Not far from this house is the ancient belfry of Coucy, wherein swings a bell of dolorous prestige, the tradition of Coucy averring that, whenever a citizen of Coucy is about to die, this bell tolls of itself, and is heard by him alone.
Doubtless the communal schoolmaster will ere long drive this tradition out of the mind of the rising generation in Coucy. If so I trust, though I hardly expect, that he will drive out with it another and more mischievous tradition, born within the precincts of the ancient castle. Not once, but a dozen times, this year in different parts of France, I have seen allusions made, in political journals, to the monstrous right which the seigneurs of old possessed and exercised of hanging small boys for snaring and killing rabbits within their parks and woods. The old game laws of France, like the old game laws, and indeed like many other old laws, of England and of other countries, were not over-mild. Was not a woman first strangled and then burned in England for 'coining' in the year 1789, while the States-General were performing at Paris their fantastic overture to the ghastly drama of the Terror? Yet England in 1789 knew a great deal more of personal liberty than France knows now in 1889. The tradition of the seignorial right of hanging boys for killing rabbits originated, it is probable, with Enguerrand IV., Sire de Coucy, of whom it is told that, exasperated by three young lads, scholars of the monastic school of Saint-Nicolas-aux-Bois, whom he found shooting at rabbits and hares in his woods with bows and arrows, he had the lads seized and hanged. So far from doing this within his seignorial rights, however, was the Sire de Coucy, that the monks proceeded against him vigorously, and Saint-Louis had him arrested for it, and was with much difficulty restrained by the barons of the realm from hanging him in his turn. He was only pardoned on very severe conditions, one of which was that he should do penance for a number of years in his own castle of Coucy, where, the chroniclers tell us, he died 'in shame and repentance.' His successor, Enguerrand V., took the matter so much to heart that he led the life of an anchorite at Coucy, and had himself buried in the Abbey of Prémontré near the doorway; like Alonzo de Ojeda the Conquistador, the slab upon whose grave I saw some years ago at the entrance of the ruined church of San Francisco in Santo Domingo, with an inscription reciting that he was there laid to rest, by his own request, as a great sinner, upon whose ashes all who passed should tread.
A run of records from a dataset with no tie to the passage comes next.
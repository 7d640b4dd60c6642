//! Display reconfiguration and device lost/reset cycles

use std::sync::atomic::{AtomicBool, Ordering};
use std::sync::{OnceLock, Weak};
use std::time::{Duration, Instant};

use crossbeam::channel::{bounded, unbounded};

use super::*;
use crate::display::DisplayMode;
use crate::window::{
    DisplayChangeFlags, DisplayChangeOutcome, LifecyclePhase, PlatformEvent, WindowGeometry,
};

#[cfg(test)]
mod tests {
    use super::*;

    const WINDOWED: DisplayMode = DisplayMode::new(0, 1280, 720, 0.0);
    const TIMEOUT: Duration = Duration::from_secs(2);

    #[test]
    fn test_topology_change_runs_one_cycle() {
        let log = new_log();
        let (system, _control) = setup(vec![television("TV")], fast_config());
        let a = Recorder::new("A", &log);
        system.register(&a);
        system.create_new_window("Player", false, &WINDOWED).unwrap();

        let outcome = system.check_display_changing(DisplayChangeFlags::SET_MODE);

        assert_eq!(outcome, DisplayChangeOutcome::ResetScheduled);
        assert_eq!(system.phase(), LifecyclePhase::LostAnnounced);
        assert_eq!(entries(&log), vec!["A lost"]);

        assert!(wait_until(TIMEOUT, || system.phase() == LifecyclePhase::Ready));
        assert_eq!(entries(&log), vec!["A lost", "A reset"]);
    }

    #[test]
    fn test_burst_of_changes_is_debounced() {
        let log = new_log();
        let (system, _control) = setup(vec![television("TV")], fast_config());
        let a = Recorder::new("A", &log);
        system.register(&a);

        for flags in [
            DisplayChangeFlags::BEGIN_CONFIGURATION,
            DisplayChangeFlags::SET_MODE,
            DisplayChangeFlags::SET_MODE | DisplayChangeFlags::DESKTOP_SHAPE_CHANGED,
        ] {
            assert_eq!(system.check_display_changing(flags), DisplayChangeOutcome::ResetScheduled);
        }

        assert!(wait_until(TIMEOUT, || system.phase() == LifecyclePhase::Ready));
        std::thread::sleep(SETTLE * 2);
        assert_eq!(entries(&log), vec!["A lost", "A reset"]);
    }

    #[test]
    fn test_announcements_follow_registration_order() {
        let log = new_log();
        let (system, _control) = setup(vec![television("TV")], fast_config());
        let a = Recorder::new("A", &log);
        let b = Recorder::new("B", &log);
        system.register(&a);
        system.register(&b);

        system.check_display_changing(DisplayChangeFlags::ADDED);

        assert!(wait_until(TIMEOUT, || entries(&log).len() == 4));
        assert_eq!(entries(&log), vec!["A lost", "B lost", "A reset", "B reset"]);
    }

    #[test]
    fn test_own_toggle_is_suppressed() {
        let log = new_log();
        let (system, _control) = setup(vec![television("TV")], fast_config());
        let a = Recorder::new("A", &log);
        system.register(&a);
        system.create_new_window("Player", false, &WINDOWED).unwrap();

        system.set_fullscreen_will_toggle(true);
        assert!(system.fullscreen_will_toggle());
        assert_eq!(
            system.check_display_changing(DisplayChangeFlags::SET_MODE),
            DisplayChangeOutcome::Suppressed
        );
        system.set_fullscreen_will_toggle(false);

        assert_eq!(system.phase(), LifecyclePhase::Ready);
        assert!(entries(&log).is_empty());
    }

    #[test]
    fn test_late_notification_after_full_screen_switch_is_suppressed() {
        let log = new_log();
        let config = fast_config().with_settle_delay(Duration::from_millis(500));
        let (system, _control) = setup(vec![television("TV")], config);
        let a = Recorder::new("A", &log);
        system.register(&a);
        system.create_new_window("Player", false, &WINDOWED).unwrap();

        assert!(system.set_full_screen(true, &DisplayMode::new(0, 1920, 1080, 50.0), false));
        assert_eq!(entries(&log), vec!["A lost"]);

        // The OS reports the switch after the toggle returned
        assert_eq!(
            system.check_display_changing(DisplayChangeFlags::SET_MODE),
            DisplayChangeOutcome::Suppressed
        );
        // A second notification is external
        assert_eq!(
            system.check_display_changing(DisplayChangeFlags::REMOVED),
            DisplayChangeOutcome::ResetScheduled
        );
        assert_eq!(entries(&log), vec!["A lost"]);
    }

    #[test]
    fn test_geometry_change_only_resizes() {
        let log = new_log();
        let (system, control) = setup(vec![television("TV")], fast_config());
        let a = Recorder::new("A", &log);
        system.register(&a);
        system.create_new_window("Player", false, &WINDOWED).unwrap();
        let window = system.window_state().window().unwrap();
        let surface = system.window_state().surface().unwrap();

        control.set_window_geometry(window, WindowGeometry::new(100, 50, 1024, 576));
        let outcome = system.check_display_changing(DisplayChangeFlags::MOVED);

        assert_eq!(outcome, DisplayChangeOutcome::Resized);
        assert_eq!(system.window_state().surface_size(), (1024, 576));
        assert_eq!(control.surface_size(surface), Some((1024, 576)));
        assert_eq!(system.phase(), LifecyclePhase::Ready);
        assert!(entries(&log).is_empty());
    }

    #[test]
    fn test_screen_change_intention_forces_a_cycle() {
        let log = new_log();
        let (system, _control) = setup(vec![television("TV")], fast_config());
        let a = Recorder::new("A", &log);
        system.register(&a);

        system.notify_screen_change_intention();
        assert_eq!(
            system.check_display_changing(DisplayChangeFlags::MOVED),
            DisplayChangeOutcome::ResetScheduled
        );
        assert_eq!(entries(&log), vec!["A lost"]);

        assert!(wait_until(TIMEOUT, || system.phase() == LifecyclePhase::Ready));
        // The intention applies to one notification only
        assert_eq!(
            system.check_display_changing(DisplayChangeFlags::MOVED),
            DisplayChangeOutcome::Resized
        );
    }

    #[test]
    fn test_empty_notification_is_ignored() {
        let (system, _control) = setup(vec![television("TV")], fast_config());
        assert_eq!(
            system.check_display_changing(DisplayChangeFlags::empty()),
            DisplayChangeOutcome::Ignored
        );
    }

    #[test]
    fn test_invalid_surface_is_recreated_on_reset() {
        let (system, control) = setup(vec![television("TV")], fast_config());
        system.create_new_window("Player", false, &WINDOWED).unwrap();
        let original = system.window_state().surface().unwrap();

        control.invalidate_surfaces();
        system.check_display_changing(DisplayChangeFlags::SET_MODE);
        assert!(wait_until(TIMEOUT, || system.phase() == LifecyclePhase::Ready));

        let state = system.window_state();
        let replacement = state.surface().unwrap();
        assert_ne!(replacement, original);
        assert_eq!(state.surface_size(), (1280, 720));
        assert_eq!(control.stats().surfaces_created, 2);
        assert_eq!(control.live_surfaces(), 1);
    }

    #[test]
    fn test_window_follows_removed_output() {
        let log = new_log();
        let (system, control) = setup(vec![television("TV"), television("Projector")], fast_config());
        let a = Recorder::new("A", &log);
        system.register(&a);
        system
            .create_new_window("Player", false, &DisplayMode::new(1, 1280, 720, 0.0))
            .unwrap();
        assert_eq!(system.window_state().output(), 1);

        control.remove_output(1);
        system.check_display_changing(DisplayChangeFlags::REMOVED);
        assert!(wait_until(TIMEOUT, || system.phase() == LifecyclePhase::Ready));

        assert_eq!(system.window_state().output(), 0);
        assert_eq!(system.connected_outputs(), vec!["TV"]);
        assert_eq!(entries(&log), vec!["A lost", "A reset"]);
    }

    #[test]
    fn test_refresh_change_holds_reset_back() {
        let log = new_log();
        let config = fast_config().with_refresh_change_delay(Duration::from_millis(300));
        let (system, _control) = setup(vec![television("TV")], config);
        let a = Recorder::new("A", &log);
        system.register(&a);
        system.create_new_window("Player", false, &WINDOWED).unwrap();

        let switched_at = Instant::now();
        assert!(system.switch_mode(1920, 1080, 50.0));

        std::thread::sleep(Duration::from_millis(150));
        assert_eq!(entries(&log), vec!["A lost"]);

        assert!(wait_until(TIMEOUT, || entries(&log).len() == 2));
        assert!(switched_at.elapsed() >= Duration::from_millis(300));
        assert_eq!(entries(&log), vec!["A lost", "A reset"]);
    }

    #[test]
    fn test_moving_to_another_output_runs_a_cycle() {
        let log = new_log();
        let (system, control) = setup(vec![television("TV"), television("Monitor")], fast_config());
        let a = Recorder::new("A", &log);
        system.register(&a);
        system.create_new_window("Player", false, &WINDOWED).unwrap();
        let window = system.window_state().window().unwrap();

        system.on_move(200, 100);
        assert_eq!(system.window_state().windowed_geometry().x, 200);
        assert!(entries(&log).is_empty());

        control.move_window_to_output(window, 1);
        system.on_move(2100, 100);
        assert_eq!(system.window_state().output(), 1);
        assert_eq!(entries(&log), vec!["A lost"]);
        assert!(wait_until(TIMEOUT, || entries(&log).len() == 2));
    }

    #[test]
    fn test_monitor_pumps_platform_events() {
        let log = new_log();
        let (system, _control) = setup(vec![television("TV")], fast_config());
        let a = Recorder::new("A", &log);
        system.register(&a);
        system.create_new_window("Player", false, &WINDOWED).unwrap();
        let monitor = system.screen_monitor();
        assert!(monitor.is_attached());

        let (tx, rx) = unbounded();
        tx.send(PlatformEvent::CursorEntered(true)).unwrap();
        tx.send(PlatformEvent::WindowResized { width: 960, height: 540 }).unwrap();
        tx.send(PlatformEvent::OutputConnected { name: "Projector".to_string() }).unwrap();
        tx.send(PlatformEvent::CloseRequested).unwrap();

        let status = monitor.pump(&rx);
        assert_eq!(status.processed, 4);
        assert!(status.close_requested);
        assert!(!status.disconnected);

        assert!(system.has_cursor());
        assert_eq!(system.window_state().surface_size(), (960, 540));
        assert_eq!(entries(&log), vec!["A lost"]);

        drop(tx);
        assert!(monitor.pump(&rx).disconnected);

        drop(system);
        assert!(!monitor.is_attached());
    }

    /// Reacts to its first reset with `action`, recording lost/reset like [`Recorder`]
    struct FirstResetHook {
        system: OnceLock<Weak<WindowSystem>>,
        done: AtomicBool,
        action: fn(&WindowSystem) -> DisplayChangeOutcome,
        outcome: Mutex<Option<DisplayChangeOutcome>>,
    }

    impl FirstResetHook {
        fn new(system: &Arc<WindowSystem>, action: fn(&WindowSystem) -> DisplayChangeOutcome) -> Arc<Self> {
            let hook = Arc::new(Self {
                system: OnceLock::new(),
                done: AtomicBool::new(false),
                action,
                outcome: Mutex::new(None),
            });
            let _ = hook.system.set(Arc::downgrade(system));
            hook
        }

        fn outcome(&self) -> Option<DisplayChangeOutcome> {
            *self.outcome.lock().unwrap()
        }
    }

    impl DisplayResource for FirstResetHook {
        fn on_lost_device(&self) {}

        fn on_reset_device(&self) {
            if self.done.swap(true, Ordering::SeqCst) {
                return;
            }
            if let Some(system) = self.system.get().and_then(Weak::upgrade) {
                let outcome = (self.action)(&system);
                *self.outcome.lock().unwrap() = Some(outcome);
            }
        }
    }

    #[test]
    fn test_switch_from_reset_callback_opens_next_cycle_after_fan_out() {
        let log = new_log();
        let (system, control) = setup(vec![television("TV")], fast_config());
        let system = Arc::new(system);
        let a = FirstResetHook::new(&system, |system| {
            if system.set_full_screen(true, &DisplayMode::new(0, 1920, 1080, 50.0), false) {
                DisplayChangeOutcome::ResetScheduled
            } else {
                DisplayChangeOutcome::Ignored
            }
        });
        let b = Recorder::new("B", &log);
        system.register(&a);
        system.register(&b);
        system.create_new_window("Player", false, &WINDOWED).unwrap();

        system.check_display_changing(DisplayChangeFlags::SET_MODE);

        assert!(wait_until(TIMEOUT, || entries(&log).len() == 4));
        assert_eq!(entries(&log), vec!["B lost", "B reset", "B lost", "B reset"]);
        assert_eq!(a.outcome(), Some(DisplayChangeOutcome::ResetScheduled));
        assert_eq!(control.current_mode(0), Some(DisplayMode::new(0, 1920, 1080, 50.0)));
        assert!(wait_until(TIMEOUT, || system.phase() == LifecyclePhase::Ready));

        system.unregister(&a);
        system.unregister(&b);
    }

    #[test]
    fn test_change_from_another_thread_during_reset_gets_its_own_cycle() {
        let log = new_log();
        let (system, _control) = setup(vec![television("TV")], fast_config());
        let system = Arc::new(system);
        // The event thread reports an unplug while the timer thread announces reset
        let a = FirstResetHook::new(&system, |system| {
            let monitor = system.screen_monitor();
            let (tx, rx) = bounded(1);
            std::thread::spawn(move || {
                let (events, receiver) = unbounded();
                let _ = events.send(PlatformEvent::DisplayReconfigured(DisplayChangeFlags::REMOVED));
                let _ = tx.send(monitor.pump(&receiver).processed);
            });
            match rx.recv_timeout(Duration::from_secs(1)) {
                Ok(1) => DisplayChangeOutcome::ResetScheduled,
                _ => DisplayChangeOutcome::Ignored,
            }
        });
        let b = Recorder::new("B", &log);
        system.register(&a);
        system.register(&b);

        system.check_display_changing(DisplayChangeFlags::SET_MODE);
        assert!(wait_until(TIMEOUT, || entries(&log).len() >= 2));
        assert_eq!(entries(&log)[..2], ["B lost", "B reset"]);
        assert_eq!(a.outcome(), Some(DisplayChangeOutcome::ResetScheduled));

        // The deferred cycle still waits for the settle delay before its reset
        assert!(wait_until(TIMEOUT, || entries(&log).len() == 4));
        assert_eq!(entries(&log), vec!["B lost", "B reset", "B lost", "B reset"]);
        assert!(wait_until(TIMEOUT, || system.phase() == LifecyclePhase::Ready));

        system.unregister(&a);
        system.unregister(&b);
    }

    #[test]
    fn test_rejected_switch_does_not_hide_external_change() {
        let log = new_log();
        let (system, control) = setup(vec![television("TV")], fast_config());
        let a = Recorder::new("A", &log);
        system.register(&a);
        system.create_new_window("Player", false, &WINDOWED).unwrap();
        for rate in [60.0, 59.94, 50.0, 23.976] {
            control.reject_mode(DisplayMode::new(0, 1920, 1080, rate));
        }

        assert!(!system.switch_mode(1920, 1080, 50.0));
        assert!(!system.fullscreen_will_toggle());
        assert_eq!(control.current_mode(0), Some(DisplayMode::new(0, 1920, 1080, 60.0)));

        assert_eq!(
            system.check_display_changing(DisplayChangeFlags::REMOVED),
            DisplayChangeOutcome::ResetScheduled
        );
        assert!(wait_until(TIMEOUT, || system.phase() == LifecyclePhase::Ready));
        assert_eq!(entries(&log), vec!["A lost", "A reset"]);
    }
}
//! Window and display lifecycle
//!
//! - **`backend`**: the [`DisplayBackend`] contract native display APIs implement
//! - **`headless`**: in-memory backend for tests and demos
//! - **`glfw_backend`**: GLFW backend (feature `glfw`)
//! - **`monitor`**: display change classification and platform event pumping
//! - **`system`**: the [`WindowSystem`] owning the window and device cycles

pub mod backend;
#[cfg(feature = "glfw")]
pub mod glfw_backend;
pub mod headless;
pub mod monitor;
mod state;
mod system;

#[cfg(test)]
mod tests;

pub use backend::{
    BackendError, BackendResult, DisplayBackend, SurfaceId, WindowDescriptor, WindowGeometry,
    WindowId,
};
#[cfg(feature = "glfw")]
pub use glfw_backend::GlfwBackend;
pub use headless::{HeadlessBackend, HeadlessControl, HeadlessOutput, HeadlessStats};
pub use monitor::{
    DisplayChangeFlags, DisplayChangeKind, DisplayChangeOutcome, PlatformEvent, PumpStatus,
    ScreenChangeMonitor, ToggleGuard,
};
pub use state::WindowState;
pub use system::{LifecyclePhase, WindowSystem};
impl Shared {
    fn lock_core(&self) -> MutexGuard<'_, Core> {
        self.core.lock()
    }

    fn settle_delay(&self) -> Duration {
        self.config.settle_delay()
    }

    /// Open a device cycle by announcing lost device
    ///
    /// Does nothing when a cycle is already open. A change arriving while
    /// reset is being announced opens the next cycle once every resource has
    /// seen that reset.
    fn enter_lost(&self, reason: &str) {
        {
            let mut phase = self.phase.lock();
            match *phase {
                LifecyclePhase::Ready => {
                    *phase = LifecyclePhase::ChangeDetected;
                }
                LifecyclePhase::ResetAnnounced => {
                    log::debug!("{reason}: reset still being announced, deferring lost device");
                    self.change_during_reset.store(true, Ordering::Release);
                    return;
                }
                LifecyclePhase::ChangeDetected | LifecyclePhase::LostAnnounced => {
                    log::debug!("{reason}: device cycle already open");
                    return;
                }
            }
        }

        log::info!("{reason}: announcing lost device");
        self.resources.announce_lost_device();
        *self.phase.lock() = LifecyclePhase::LostAnnounced;
    }

    /// Announce lost if needed and (re)arm the reset timer
    fn begin_device_cycle(&self, reason: &str) {
        self.enter_lost(reason);
        self.reset_timer.start(self.settle_delay());
    }

    /// Reset timer callback
    fn handle_reset_device(&self) {
        let hold_back = self
            .lock_core()
            .reset_not_before
            .and_then(|not_before| not_before.checked_duration_since(Instant::now()));

        {
            let mut phase = self.phase.lock();
            let current = *phase;
            match current {
                LifecyclePhase::LostAnnounced => {}
                LifecyclePhase::ChangeDetected => {
                    drop(phase);
                    log::debug!("Lost device still being announced, postponing reset");
                    self.reset_timer.start(self.settle_delay());
                    return;
                }
                LifecyclePhase::Ready | LifecyclePhase::ResetAnnounced => {
                    log::debug!("No lost device outstanding, ignoring reset");
                    return;
                }
            }

            if let Some(remaining) = hold_back {
                drop(phase);
                log::info!("Holding device reset back {remaining:?} after a refresh rate change");
                self.reset_timer.start(remaining);
                return;
            }
            *phase = LifecyclePhase::ResetAnnounced;
        }

        {
            let mut core = self.lock_core();
            core.reset_not_before = None;
            core.refresh_catalog();
            core.sync_window_output();
            if let Err(err) = core.revalidate_surface() {
                log::error!("Graphics surface could not be recreated: {err}");
            }
        }

        self.resources.announce_reset_device();

        let deferred = {
            let mut phase = self.phase.lock();
            if self.change_during_reset.swap(false, Ordering::AcqRel) {
                *phase = LifecyclePhase::ChangeDetected;
                true
            } else {
                *phase = LifecyclePhase::Ready;
                false
            }
        };
        log::info!("Device reset complete");

        if deferred {
            log::info!("Display changed during the reset: announcing lost device");
            self.resources.announce_lost_device();
            *self.phase.lock() = LifecyclePhase::LostAnnounced;
            self.reset_timer.start(self.settle_delay());
        }
    }

    pub(crate) fn check_display_changing(&self, flags: DisplayChangeFlags) -> DisplayChangeOutcome {
        let kind = flags.kind();
        if kind == DisplayChangeKind::None {
            return DisplayChangeOutcome::Ignored;
        }

        if self.toggle.should_suppress() {
            log::debug!("Display change {flags:?} caused by own full-screen toggle");
            if !self.transition.load(Ordering::Acquire) {
                self.lock_core().sync_geometry();
            }
            return DisplayChangeOutcome::Suppressed;
        }

        let intended = self.screen_change_intended.swap(false, Ordering::AcqRel);
        if kind == DisplayChangeKind::GeometryOnly && !intended {
            log::debug!("Display geometry changed ({flags:?}), resizing surface");
            self.lock_core().sync_geometry();
            return DisplayChangeOutcome::Resized;
        }

        self.begin_device_cycle(&format!("Display configuration changed ({flags:?})"));
        DisplayChangeOutcome::ResetScheduled
    }

    pub(crate) fn on_move(&self, x: i32, y: i32) {
        let changed_output = {
            let mut core = self.lock_core();
            if !core.window.is_created() {
                return;
            }
            if !core.window.fullscreen {
                core.window.windowed.x = x;
                core.window.windowed.y = y;
            }
            core.sync_window_output()
        };

        if changed_output {
            self.begin_device_cycle("Window changed screen");
        }
    }

    pub(crate) fn on_resize(&self, width: u32, height: u32) {
        let mut core = self.lock_core();
        if !core.window.is_created() || core.window.fullscreen {
            return;
        }
        core.window.windowed.width = width;
        core.window.windowed.height = height;
        if let Err(err) = core.resize_surface(width, height) {
            log::warn!("Surface resize to {width}x{height} failed: {err}");
        }
    }

    pub(crate) fn set_cursor_inside(&self, inside: bool) {
        let mut core = self.lock_core();
        if core.window.cursor_visible != inside {
            log::trace!("Cursor {} the window", if inside { "entered" } else { "left" });
        }
        core.window.cursor_visible = inside;
    }

    fn enter_full_screen(&self, request: &DisplayMode, blank_others: bool) -> bool {
        let (window, target, needs_switch) = {
            let mut core = self.lock_core();
            let Some(window) = core.window.window else {
                log::warn!("Cannot enter full-screen without a window");
                return false;
            };

            let output = if core.catalog.contains(request.output) {
                request.output
            } else {
                log::warn!("Output {} is not connected, using output {}", request.output, core.window.output);
                core.window.output
            };
            let request = request.on_output(output);
            let Some(target) = core.switcher().resolve(&request) else {
                log::warn!("No display mode matches {request} on output {output}");
                return false;
            };
            let needs_switch = core
                .current_mode(output)
                .map_or(true, |current| !current.matches(&target));
            (window, target, needs_switch)
        };

        if needs_switch {
            self.enter_lost("Full-screen mode switch");
        }
        let done = self.lock_core().enter_full_screen(
            window,
            &target,
            needs_switch,
            blank_others,
            self.config.refresh_change_delay(),
        );
        if needs_switch {
            self.reset_timer.start(self.settle_delay());
        }
        done
    }

    fn leave_full_screen(&self) -> bool {
        let (window, restore) = {
            let core = self.lock_core();
            if !core.window.fullscreen {
                log::debug!("Window is already windowed");
                return true;
            }
            let Some(window) = core.window.window else {
                return false;
            };

            let output = core.window.output;
            let restore = match (core.catalog.desktop_mode(output), core.current_mode(output)) {
                (Some(desktop), Some(current)) if !desktop.matches(&current) => Some(desktop),
                _ => None,
            };
            (window, restore)
        };

        if restore.is_some() {
            self.enter_lost("Restoring desktop mode");
        }
        let done = self.lock_core().leave_full_screen(window, restore.as_ref());
        if restore.is_some() {
            self.reset_timer.start(self.settle_delay());
        }
        done
    }

    fn switch_mode(&self, width: u32, height: u32, refresh_rate_hz: f64) -> bool {
        let output = {
            let mut core = self.lock_core();
            let output = core.window.output;
            let Some(best) = core.switcher().candidates(output, width, height, refresh_rate_hz).first().copied() else {
                log::warn!("Output {output} has no {width}x{height} mode");
                return false;
            };
            if core.current_mode(output).is_some_and(|current| current.matches(&best)) {
                log::debug!("Output {output} already runs {best}");
                return true;
            }
            output
        };

        self.toggle.set(true);
        self.enter_lost("Display mode switch");
        let switched = self.lock_core().switch_mode(
            output,
            width,
            height,
            refresh_rate_hz,
            self.config.refresh_change_delay(),
        );
        if switched {
            self.toggle.set(false);
        } else {
            // Nothing changed on the display, so no notification will follow
            self.toggle.cancel();
        }
        self.reset_timer.start(self.settle_delay());
        switched
    }
}

struct Core {
    backend: Box<dyn DisplayBackend>,
    catalog: ResolutionCatalog,
    window: WindowState,
    // Outputs left in a non-desktop mode, restored at shutdown
    switched_outputs: Vec<usize>,
    reset_not_before: Option<Instant>,
}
Tortuous little streets lead through the town of Coucy into a great green space which commands the castle. It is approached from the new and rather pretentious lodge in which the keeper of the castle now resides, through one of the finest and loftiest avenues in France. But the tallest trees are dwarfed by the gigantic donjon tower. This rises to a height still of at least 180 feet. It is 150 feet in circumference at the base, and slopes very gradually to the summit. The hall on the ground floor measures more than forty feet in diameter, the walls being of enormous thickness. Over one of the doorways is a defaced bas-relief representing a lion attacked and slain by Enguerrand I. de Coucy. The chimney-place in the ground floor hall would make a very respectable modern house, and there is a well within the hall said to be of unknown depth. The donjon consists of three storeys above the ground floor, the main hall on the first floor being particularly remarkable for its height. The vaulted ceiling of this hall must have been very fine, and throughout it is apparent that the builders of the Château de Coucy had the comfort of the inmates and a certain stately elegance of effect much more in mind than was common with the builders of castles in the thirteenth century. The walls at the summit are more than nine feet thick, and they were doubtless surmounted originally with a great circular gallery of wood covered in with a roof. The Sires de Coucy, like other crusaders, doubtless brought back all manner of rich carpets and stuffs from the East, and with these and the wonderful carved chests and massive woodwork of the time the Château de Coucy may well have been a much more agreeable place of abode than, from our modern acquaintance with their winding stone stairways and denuded walls, we are apt to imagine these great feudal fortresses to have been.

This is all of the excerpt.